## TASK STATEMENT
Please retype all the records below exactly as they read.

··· RECORDS SHOWN ···

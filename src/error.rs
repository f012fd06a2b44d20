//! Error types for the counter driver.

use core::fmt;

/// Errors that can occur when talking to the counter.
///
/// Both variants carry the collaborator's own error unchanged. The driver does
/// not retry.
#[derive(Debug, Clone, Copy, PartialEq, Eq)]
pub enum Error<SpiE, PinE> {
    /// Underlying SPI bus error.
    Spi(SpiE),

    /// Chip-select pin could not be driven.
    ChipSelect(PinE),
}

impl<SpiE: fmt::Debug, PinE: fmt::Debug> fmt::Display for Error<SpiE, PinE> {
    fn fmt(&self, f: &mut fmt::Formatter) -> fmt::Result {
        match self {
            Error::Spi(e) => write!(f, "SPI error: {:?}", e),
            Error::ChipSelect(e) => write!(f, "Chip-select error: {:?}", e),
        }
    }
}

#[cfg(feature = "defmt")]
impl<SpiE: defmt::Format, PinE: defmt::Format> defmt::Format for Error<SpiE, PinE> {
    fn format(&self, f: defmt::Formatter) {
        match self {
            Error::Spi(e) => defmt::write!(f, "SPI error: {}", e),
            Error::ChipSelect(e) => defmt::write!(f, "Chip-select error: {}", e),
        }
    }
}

···

## SOLUTION TO THE PROBLEM
filename src/error.rs
repository f012fd06a2b44d20
//! Error types for the counter driver.

use core::fmt;

/// Errors that can occur when talking to the counter.
///
/// Both variants carry the collaborator's own error unchanged. The driver does
/// not retry.
#[derive(Debug, Clone, Copy, PartialEq, Eq)]
pub enum Error<SpiE, PinE> {
    /// Underlying SPI bus error.
    Spi(SpiE),

    /// Chip-select pin could not be driven.
    ChipSelect(PinE),
}

impl<SpiE: fmt::Debug, PinE: fmt::Debug> fmt::Display for Error<SpiE, PinE> {
    fn fmt(&self, f: &mut fmt::Formatter) -> fmt::Result {
        match self {
            Error::Spi(e) => write!(f, "SPI error: {:?}", e),
            Error::ChipSelect(e) => write!(f, "Chip-select error: {:?}", e),
        }
    }
}

#[cfg(feature = "defmt")]
impl<SpiE: defmt::Format, PinE: defmt::Format> defmt::Format for Error<SpiE, PinE> {
    fn format(&self, f: defmt::Formatter) {
        match self {
            Error::Spi(e) => defmt::write!(f, "SPI error: {}", e),
            Error::ChipSelect(e) => defmt::write!(f, "Chip-select error: {}", e),
        }
    }
}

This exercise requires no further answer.